Тревожная Шумава — страница 18 из 35

У него не хватало передних верхних зубов.

— А мне предстоит играть на трубе, — вздохнул он.

— Хорошо еще, что ты умеешь играть на скрипке, — сыронизировал Цыганек, но никто даже не улыбнулся.

— Вперед, — приказал Кот «почтальону», который уже пришел в себя и стоял связанный, пошатываясь, и группа пограничников, прикрываемая от возможного преследования дозором из двух человек, двинулась в темноте к далеким Хамрам.

Беран держал в кулаке свои выбитые зубы. Он ковылял за задержанным и бормотал скорее с печалью в голосе, чем угрожающе:

— Подожди, негодяй… за каждый зуб я у тебя вытащу пять!

Постепенно тупая боль переходила в острую. Беран цеплялся за задержанного и всякий раз пытался ударить его. Но Цыганек успевал его отстранить.

— Пусти меня к нему! — гнусавил Беран.

На заставе Кот, доложив Бурде о результатах операции, сразу же приступил к допросу. Результаты могли быть лучшими, но начальник заставы и этими был доволен. Кот задавал вопросы, Громадка записывал. Задержанный оказался крепким орешком. Было ясно, что противники кое-чему научились и выучка посылаемых в Чехию диверсантов возросла. Захваченный «почтальон», нахально улыбаясь, растягивал в улыбке распухшие губы, отказывался отвечать.

— Как мое имя? — издеваясь, язвил он. — А что вам это даст? Вот я, например, знаю что ваша фамилия Кот. Застрелить меня вы не можете. Долго задерживать тоже. А как только ваше правительство уйдет, я тебя сразу же отыщу, Кот, и мы сквитаемся.

— Молчать! — крикнул Громадка и угрожающе поднес свой огромный кулак к носу задержанного.

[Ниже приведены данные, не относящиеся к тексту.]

use crate::models::SentimentLabel;

/// Averages above this are happy.
pub const HAPPY_THRESHOLD: f64 = 2.5;
/// Averages above this (and not above [`HAPPY_THRESHOLD`]) are neutral.
pub const NEUTRAL_THRESHOLD: f64 = 1.5;

/// Plain arithmetic mean of the section scores.
pub fn average_score(scores: impl IntoIterator<Item = u8>) -> f64 {
    let (total, count) = scores
        .into_iter()
        .fold((0u32, 0u32), |(total, count), score| (total + u32::from(score), count + 1));
    f64::from(total) / f64::from(count)
}

/// Both comparisons are strict: 2.5 is neutral and 1.5 is unhappy.
pub fn sentiment_for_average(average: f64) -> SentimentLabel {
    if average > HAPPY_THRESHOLD {
        SentimentLabel::Happy
    } else if average > NEUTRAL_THRESHOLD {
        SentimentLabel::Neutral
    } else {
        SentimentLabel::Unhappy
    }
}

pub fn overall_sentiment(scores: impl IntoIterator<Item = u8>) -> SentimentLabel {
    sentiment_for_average(average_score(scores))
}
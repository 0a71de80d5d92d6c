use std::str::FromStr;
use std::time::Duration;

use anyhow::{anyhow, Context};

#[derive(Debug, Clone, PartialEq)]
pub struct Config {
    pub database_url: Option<String>,
    pub db_max_connections: u32,
    pub host: String,
    pub port: u16,
    pub classifier_url: Option<String>,
    pub classifier_timeout: Duration,
}

impl Config {
    /// Reads the process environment after loading `.env` if one exists.
    pub fn from_env() -> anyhow::Result<Self> {
        dotenvy::dotenv().ok();
        Self::from_lookup(|key| std::env::var(key).ok())
    }

    pub fn from_lookup(lookup: impl Fn(&str) -> Option<String>) -> anyhow::Result<Self> {
        Ok(Self {
            database_url: lookup("DATABASE_URL").filter(|value| !value.trim().is_empty()),
            db_max_connections: parse_or(&lookup, "DB_MAX_CONNECTIONS", 5)?,
            host: lookup("HOST").unwrap_or_else(|| "0.0.0.0".to_string()),
            port: parse_or(&lookup, "PORT", 5000)?,
            classifier_url: lookup("CLASSIFIER_URL").filter(|value| !value.trim().is_empty()),
            classifier_timeout: Duration::from_secs(parse_or(&lookup, "CLASSIFIER_TIMEOUT_SECS", 10)?),
        })
    }

    pub fn database_url(&self) -> anyhow::Result<&str> {
        self.database_url
            .as_deref()
            .context("DATABASE_URL must be set to a Postgres instance")
    }

    pub fn classifier_url(&self) -> anyhow::Result<&str> {
        self.classifier_url
            .as_deref()
            .ok_or_else(|| anyhow!("CLASSIFIER_URL must point at the sentiment analysis endpoint"))
    }

    pub fn bind_address(&self) -> String {
        format!("{}:{}", self.host, self.port)
    }
}

fn parse_or<T>(lookup: &impl Fn(&str) -> Option<String>, key: &str, default: T) -> anyhow::Result<T>
where
    T: FromStr,
    T::Err: std::error::Error + Send + Sync + 'static,
{
    match lookup(key) {
        Some(raw) => raw
            .trim()
            .parse()
            .with_context(|| format!("{key} has an invalid value {raw:?}")),
        None => Ok(default),
    }
}
//! Reward selection and the polling loop.

pub mod selection;
pub mod watcher;

pub use selection::{
    initial_selection, parse_amounts, parse_selection, select_by_amounts, SelectionError,
};
pub use watcher::{Outcome, WatchSet, WatchSettings, Watcher};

Но тот лишь плюнул ему на руку. Громадка посинел от злости.

— Лойза! — прикрикнул Кот. — Не пачкайся с ним!

— Это я пачкаюсь с вами, — парировал задержанный.

— Должен радоваться, что тебе дают возможность отвечать, — сказал Кот задержанному.

Через несколько минут хамрская «шкода» отвезла его в районный центр. На другой день «почтальон» заговорил. Но в его высказываниях не было ничего интересного для Кота.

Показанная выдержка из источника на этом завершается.